Synge-Hutchinson, of the 2nd Dragoon Guards, was awarded the Indian Mutiny Medal, with Lucknow clasp, for service with the 2nd Dragoon Guards (Queen's Bays).

He was later promoted to Lieutenant General and became Honorary Colonel of the 19th Royal Hussars from 24 March 1899 to 13 February 1902.

His nephew was Colonel Edward Douglas Brown VC.

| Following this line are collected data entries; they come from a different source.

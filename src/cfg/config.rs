// SPDX-License-Identifier: AGPL-3.0-or-later
// Copyright (C) 2012-2025 Andrei Maltsev

use std::time::Duration;

use anyhow::{Result, ensure};

/// Lowest listen port the CLI surface accepts.
pub const MIN_PORT: u16 = 1024;
/// Default listen port when none is given on the command line.
pub const DEFAULT_PORT: u16 = 7777;
/// Hard cap on a single session's outbound FIFO queue. Exceeding it
/// terminates the session.
pub const MAX_SEND_QUEUE_SIZE: usize = 256;
/// Idle-timeout duration: a session with no fully-validated inbound frame
/// for this long is disconnected.
pub const TIMEOUT_SEC: u64 = 30;

/// Runtime parameters for one server instance.
///
/// Everything here is either a wire-protocol limit
/// (`max_send_queue_size`, `max_packet_size`) or derived from the CLI
/// surface (`port`). Kept as a plain validated struct rather than
/// threaded through as loose function arguments.
#[derive(Debug, Clone, Copy)]
pub struct Config {
    /// TCP port the acceptor binds on, IPv4.
    pub port: u16,
    /// Outbound queue cap per session.
    pub max_send_queue_size: usize,
    /// Idle-timeout duration, rearmed after every complete inbound frame.
    pub idle_timeout: Duration,
    /// Maximum accepted `body_size`, inclusive.
    pub max_packet_size: u32,
}

impl Default for Config {
    fn default() -> Self {
        Self {
            port: DEFAULT_PORT,
            max_send_queue_size: MAX_SEND_QUEUE_SIZE,
            idle_timeout: Duration::from_secs(TIMEOUT_SEC),
            max_packet_size: crate::net::frame::MAX_PACKET_SIZE,
        }
    }
}

impl Config {
    /// Builds a config for the given port, applying all other defaults.
    pub fn with_port(port: u16) -> Result<Self> {
        let cfg = Self {
            port,
            ..Self::default()
        };
        cfg.validate()?;
        Ok(cfg)
    }

    /// Validates invariants.
    pub fn validate(&self) -> Result<()> {
        ensure!(
            self.port >= MIN_PORT,
            "port {} out of range: must be in [{MIN_PORT}, 65535]",
            self.port
        );
        ensure!(
            self.max_send_queue_size > 0,
            "max_send_queue_size must be > 0"
        );
        ensure!(self.max_packet_size > 0, "max_packet_size must be > 0");
        Ok(())
    }
}
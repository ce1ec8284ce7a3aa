// SPDX-License-Identifier: AGPL-3.0-or-later
// Copyright (C) 2012-2025 Andrei Maltsev

use std::net::SocketAddr;
use std::sync::Arc;
use std::time::Duration;

use tokio::io::{AsyncReadExt, AsyncWriteExt};
use tokio::net::TcpStream;
use tokio::task::JoinHandle;
use yiso_net::app::chat::ChatHandler;
use yiso_net::cfg::config::Config;
use yiso_net::net::frame::{HEADER_SIZE, PacketHeader, PacketType};
use yiso_net::net::{Handler, Server};

/// Binds a real chat server on an ephemeral loopback port, spawns its
/// accept loop as a background task, and returns everything a test needs
/// to drive it with real `TcpStream`s and tear it down afterward.
pub struct TestServer {
    pub addr: SocketAddr,
    pub server: Arc<Server>,
    accept_task: JoinHandle<()>,
}

impl TestServer {
    pub async fn start(cfg_override: impl FnOnce(&mut Config)) -> Self {
        let mut cfg = Config {
            port: 0,
            ..Config::default()
        };
        cfg_override(&mut cfg);

        let server = Arc::new(
            Server::bind(cfg, |table| Arc::new(ChatHandler::new(table)) as Arc<dyn Handler>)
                .await
                .expect("test server should bind"),
        );
        let addr = server.local_addr().expect("bound listener has a local addr");

        let run_server = Arc::clone(&server);
        let accept_task = tokio::spawn(async move { run_server.run().await });

        Self {
            addr,
            server,
            accept_task,
        }
    }

    pub async fn connect(&self) -> TcpStream {
        TcpStream::connect(self.addr)
            .await
            .expect("client should connect to the test server")
    }

    pub async fn stop(self) {
        self.server.stop();
        let _ = tokio::time::timeout(Duration::from_secs(2), self.accept_task).await;
    }

    pub async fn wait_until_sessions(&self, count: usize) {
        wait_until(|| self.server.session_table().len() == count).await;
    }
}

/// Polls `predicate` until it's true or a short deadline elapses. Used in
/// place of a fixed `sleep` so tests aren't tied to an arbitrary delay.
pub async fn wait_until(mut predicate: impl FnMut() -> bool) {
    let deadline = tokio::time::Instant::now() + Duration::from_secs(2);
    while !predicate() {
        if tokio::time::Instant::now() >= deadline {
            panic!("condition not met within deadline");
        }
        tokio::time::sleep(Duration::from_millis(5)).await;
    }
}

/// Reads exactly one frame off `stream`, returning `(type, payload)`.
pub async fn read_frame(stream: &mut TcpStream) -> (PacketType, Vec<u8>) {
    let mut header_buf = [0u8; HEADER_SIZE];
    stream
        .read_exact(&mut header_buf)
        .await
        .expect("reading header should succeed");
    let header = PacketHeader::decode(&header_buf);
    let mut body = vec![0u8; header.body_size() as usize];
    stream
        .read_exact(&mut body)
        .await
        .expect("reading body should succeed");
    (header.packet_type(), body)
}

/// Reads one frame with a bounded wait, returning `None` on timeout
/// instead of panicking — used where "nothing arrives" is itself the
/// assertion.
pub async fn try_read_frame(
    stream: &mut TcpStream,
    within: Duration,
) -> Option<(PacketType, Vec<u8>)> {
    tokio::time::timeout(within, read_frame(stream)).await.ok()
}

pub async fn write_frame(stream: &mut TcpStream, type_tag: PacketType, payload: &[u8]) {
    let frame = yiso_net::net::frame::encode(type_tag, payload);
    stream
        .write_all(&frame)
        .await
        .expect("writing frame should succeed");
}
// SPDX-License-Identifier: AGPL-3.0-or-later
// Copyright (C) 2012-2025 Andrei Maltsev

//! The per-connection state machine: a read loop, a write loop, an idle
//! timeout, and a disconnect-once latch.
//!
//! A session owns no shared mutable read/write state: the read half and
//! write half are each driven exclusively by one `tokio::spawn`ed task, so
//! "at most one concurrent inbound read" and "at most one concurrent
//! outbound write" per session fall out of ordinary ownership rather than a
//! manual `reading`/`writing` flag. This is the one deliberate structural
//! departure from a callback-chain event loop: a callback chain needs a
//! `writing` flag to avoid re-entrant writes, but an `async fn` loop that
//! simply `.await`s each write already serializes itself.
//!
//! The outbound queue cap is likewise enforced by the channel itself:
//! `send` is a bounded `mpsc::Sender::try_send`, so capacity bookkeeping
//! never has to be reproduced by hand.

use std::sync::Arc;
use std::sync::atomic::{AtomicBool, Ordering};

use bytes::Bytes;
use tokio::io::{AsyncReadExt, AsyncWriteExt};
use tokio::net::TcpStream;
use tokio::net::tcp::{OwnedReadHalf, OwnedWriteHalf};
use tokio::sync::mpsc;
use tokio::time::{Instant, timeout_at};
use tokio_util::sync::CancellationToken;
use tracing::{info, warn};

use crate::cfg::config::Config;
use crate::net::error::SessionError;
use crate::net::frame::{self, HEADER_SIZE, PacketHeader};
use crate::net::handler::Handler;

/// Identifies a session for the lifetime of its connection. Assigned by
/// the acceptor from a monotonic counter; never reused while the process
/// runs, so a stale id from a disconnected session is always a harmless
/// no-op rather than a silent hit on a newer, unrelated connection.
pub type SessionId = u32;

/// Invoked exactly once per session, after it has already been removed
/// from the session table (see [`crate::net::server::Server`]).
pub type OnDisconnect = Arc<dyn Fn(SessionId) + Send + Sync>;

/// A single accepted connection: frame codec, idle timeout, outbound
/// backpressure, and the disconnect-once latch, all in one place.
pub struct Session {
    id: SessionId,
    cfg: Config,
    disconnected: AtomicBool,
    cancel: CancellationToken,
    send_tx: mpsc::Sender<Bytes>,
    handler: Arc<dyn Handler>,
    on_disconnect: OnDisconnect,
}

impl Session {
    /// Builds a session around an accepted socket. Does not start its
    /// tasks; call [`Session::start`] once the session is visible in the
    /// table and `handler.on_connect` has run, per the ordering the
    /// acceptor guarantees.
    pub(crate) fn new(
        id: SessionId,
        cfg: Config,
        handler: Arc<dyn Handler>,
        on_disconnect: OnDisconnect,
    ) -> (Arc<Self>, mpsc::Receiver<Bytes>) {
        let (send_tx, send_rx) = mpsc::channel(cfg.max_send_queue_size);
        let session = Arc::new(Self {
            id,
            cfg,
            disconnected: AtomicBool::new(false),
            cancel: CancellationToken::new(),
            send_tx,
            handler,
            on_disconnect,
        });
        (session, send_rx)
    }

    /// Spawns the read and write tasks for an accepted socket and returns
    /// immediately; the session keeps itself alive via the `Arc` clones
    /// each task captures.
    pub(crate) fn start(self: &Arc<Self>, stream: TcpStream, send_rx: mpsc::Receiver<Bytes>) {
        let (read_half, write_half) = stream.into_split();

        let reader_session = Arc::clone(self);
        tokio::spawn(async move {
            read_loop(reader_session, read_half).await;
        });

        let writer_session = Arc::clone(self);
        tokio::spawn(async move {
            write_loop(writer_session, write_half, send_rx).await;
        });
    }

    pub fn id(&self) -> SessionId {
        self.id
    }

    /// Whether [`Session::disconnect`] has already run for this session.
    pub fn is_disconnected(&self) -> bool {
        self.disconnected.load(Ordering::Acquire)
    }

    /// Enqueues `frame` for the write task. Silently dropped if the
    /// session is already disconnected. If the outbound queue is already
    /// at `max_send_queue_size`, the frame is dropped and the session is
    /// torn down — callers never block and never see a partial send.
    pub fn send(&self, frame: Bytes) {
        if self.is_disconnected() {
            return;
        }
        match self.send_tx.try_send(frame) {
            Ok(()) => {}
            Err(mpsc::error::TrySendError::Full(_)) => {
                self.disconnect(Some(SessionError::ResourceExhausted(format!(
                    "outbound queue exceeded {} frames",
                    self.cfg.max_send_queue_size
                ))));
            }
            Err(mpsc::error::TrySendError::Closed(_)) => {}
        }
    }

    /// Idempotent teardown: the first caller wins the latch, cancels the
    /// session's tasks, logs at a level matching `reason`, and invokes
    /// `on_disconnect` exactly once. Later callers (including a racing
    /// read-error and write-error on the same session) are no-ops.
    pub fn disconnect(&self, reason: Option<SessionError>) {
        if self
            .disconnected
            .compare_exchange(false, true, Ordering::AcqRel, Ordering::Acquire)
            .is_err()
        {
            return;
        }
        self.cancel.cancel();

        match &reason {
            None => info!(session_id = self.id, "session disconnected"),
            Some(e @ (SessionError::Eof | SessionError::OrderlyShutdown(_))) => {
                info!(session_id = self.id, reason = %e, "session disconnected");
            }
            Some(
                e @ (SessionError::Timeout
                | SessionError::Protocol(_)
                | SessionError::ResourceExhausted(_)),
            ) => {
                warn!(session_id = self.id, reason = %e, "session disconnected");
            }
            Some(e @ SessionError::Transport(_)) => {
                tracing::error!(session_id = self.id, reason = %e, "session disconnected");
            }
        }

        (self.on_disconnect)(self.id);
    }
}

/// Drives inbound frames: `READ_HEADER -> READ_BODY -> dispatch -> repeat`.
/// The idle deadline is rearmed only after a complete, validated frame, so
/// a peer stalled mid-header or mid-body for `idle_timeout` is disconnected
/// just as a peer that never sends anything at all.
async fn read_loop(session: Arc<Session>, mut reader: OwnedReadHalf) {
    let mut deadline = Instant::now() + session.cfg.idle_timeout;
    let mut body_buf: Vec<u8> = Vec::new();

    loop {
        let mut header_buf = [0u8; HEADER_SIZE];
        match read_with_deadline(&session, &mut reader, &mut header_buf, deadline).await {
            ReadStep::Cancelled => return,
            ReadStep::Err(e) => {
                session.disconnect(Some(e));
                return;
            }
            ReadStep::Ok => {}
        }

        let header = PacketHeader::decode(&header_buf);
        if !header.fits_within(session.cfg.max_packet_size) {
            session.disconnect(Some(SessionError::Protocol(format!(
                "body_size {} out of range [1, {}]",
                header.body_size(),
                session.cfg.max_packet_size
            ))));
            return;
        }

        let body_size = header.body_size() as usize;
        body_buf.clear();
        body_buf.resize(body_size, 0);
        match read_with_deadline(&session, &mut reader, &mut body_buf, deadline).await {
            ReadStep::Cancelled => return,
            ReadStep::Err(e) => {
                session.disconnect(Some(e));
                return;
            }
            ReadStep::Ok => {}
        }

        let type_tag = header.packet_type();
        if !frame::is_valid_inbound_type(type_tag) {
            session.disconnect(Some(SessionError::Protocol(format!(
                "unknown inbound type {type_tag}"
            ))));
            return;
        }

        deadline = Instant::now() + session.cfg.idle_timeout;
        session.handler.on_recv(session.id, type_tag, &body_buf);
    }
}

enum ReadStep {
    Ok,
    Cancelled,
    Err(SessionError),
}

/// Races a single `read_exact` against the session's cancellation token
/// and its idle deadline, translating the three possible outcomes
/// (cancelled, timed out, completed) into one [`ReadStep`].
async fn read_with_deadline(
    session: &Arc<Session>,
    reader: &mut OwnedReadHalf,
    buf: &mut [u8],
    deadline: Instant,
) -> ReadStep {
    tokio::select! {
        biased;
        () = session.cancel.cancelled() => ReadStep::Cancelled,
        res = timeout_at(deadline, reader.read_exact(buf)) => match res {
            Err(_elapsed) => ReadStep::Err(SessionError::Timeout),
            Ok(Ok(_)) => ReadStep::Ok,
            Ok(Err(e)) if e.kind() == std::io::ErrorKind::UnexpectedEof => {
                ReadStep::Err(SessionError::Eof)
            }
            Ok(Err(e)) => ReadStep::Err(SessionError::Transport(e)),
        },
    }
}

/// Drains the outbound channel and writes each frame in order. The
/// channel's bounded capacity (`max_send_queue_size`) is the only
/// backpressure mechanism; this loop just consumes it serially.
async fn write_loop(
    session: Arc<Session>,
    mut writer: OwnedWriteHalf,
    mut rx: mpsc::Receiver<Bytes>,
) {
    loop {
        let frame = tokio::select! {
            biased;
            () = session.cancel.cancelled() => None,
            frame = rx.recv() => frame,
        };
        let Some(frame) = frame else {
            break;
        };
        if let Err(e) = writer.write_all(&frame).await {
            session.disconnect(Some(SessionError::Transport(e)));
            break;
        }
    }
    let _ = writer.shutdown().await;
}
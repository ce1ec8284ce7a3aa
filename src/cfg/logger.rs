// SPDX-License-Identifier: AGPL-3.0-or-later
// Copyright (C) 2012-2025 Andrei Maltsev

use anyhow::{Context, Result};
use tracing_appender::non_blocking::WorkerGuard;
use tracing_subscriber::{EnvFilter, fmt, layer::SubscriberExt, registry::Registry};

/// Initializes the global `tracing` subscriber: a non-blocking stdout
/// writer behind a human-readable `fmt` layer, gated by an `EnvFilter`
/// that defaults to `info` and otherwise honors `RUST_LOG`.
///
/// The returned [`WorkerGuard`] must be kept alive for the life of the
/// process — dropping it flushes and stops the background writer thread.
pub fn init_logger() -> Result<WorkerGuard> {
    let (writer, guard) = tracing_appender::non_blocking(std::io::stdout());

    let env_filter =
        EnvFilter::try_from_default_env().unwrap_or_else(|_| EnvFilter::new("info"));

    let fmt_layer = fmt::layer().with_writer(writer).with_target(true);

    let subscriber = Registry::default().with(env_filter).with(fmt_layer);

    tracing::subscriber::set_global_default(subscriber)
        .context("failed to set global default tracing subscriber")?;

    Ok(guard)
}
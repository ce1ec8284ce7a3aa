// SPDX-License-Identifier: AGPL-3.0-or-later
// Copyright (C) 2012-2025 Andrei Maltsev

use tokio::io::AsyncReadExt;

use super::common::{TestServer, read_frame, wait_until};

#[tokio::test]
async fn stop_disconnects_connected_sessions() {
    let ts = TestServer::start(|_| {}).await;

    let mut client = ts.connect().await;
    ts.wait_until_sessions(1).await;
    let _ = read_frame(&mut client).await; // own join announcement

    ts.server.stop();
    wait_until(|| ts.server.session_table().is_empty()).await;

    // The peer observes a clean EOF on its read side, not a reset or a
    // hang.
    let mut buf = [0u8; 1];
    let n = tokio::time::timeout(std::time::Duration::from_secs(1), client.read(&mut buf))
        .await
        .expect("read should complete promptly after shutdown")
        .expect("read should not error, just return 0 at EOF");
    assert_eq!(n, 0, "socket should be closed after graceful shutdown");
}

#[tokio::test]
async fn stop_is_idempotent() {
    let ts = TestServer::start(|_| {}).await;
    let _client = ts.connect().await;
    ts.wait_until_sessions(1).await;

    ts.server.stop();
    wait_until(|| ts.server.session_table().is_empty()).await;
    ts.server.stop(); // must not panic
}
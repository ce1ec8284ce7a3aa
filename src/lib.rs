// SPDX-License-Identifier: AGPL-3.0-or-later
// Copyright (C) 2012-2025 Andrei Maltsev

//! Session I/O engine for a length-prefixed TCP game server.
//!
//! [`cfg`] handles configuration, CLI parsing, logging, and shutdown
//! signals. [`net`] is the payload-agnostic core: accept loop, frame
//! codec, per-session backpressure and idle timeouts, and the session
//! table. [`app`] hosts the sample chat application built on top of it.

pub mod app;
pub mod cfg;
pub mod net;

In 1888, at the age of 56, he married Emily Charlotte Jecks. Together they raised a daughter, Haidee. However, as they were not married at the time of her birth, her birth was registered under her mother's previous husband's surname. In 2007 Coote Synge-Hutchinson's descendants sold his Indian Mutiny Medal and a VC Ribbon Bar which had been awarded to his nephew Edward Douglas Brown at auction. Together the pieces brought in £2,128.

References

2nd Dragoon Guards (Queen's Bays) officers
1832 births
1902 deaths
Burials at Brompton Cemetery
British military personnel of the Indian Rebellion of 1857
Military personnel from Dublin (city)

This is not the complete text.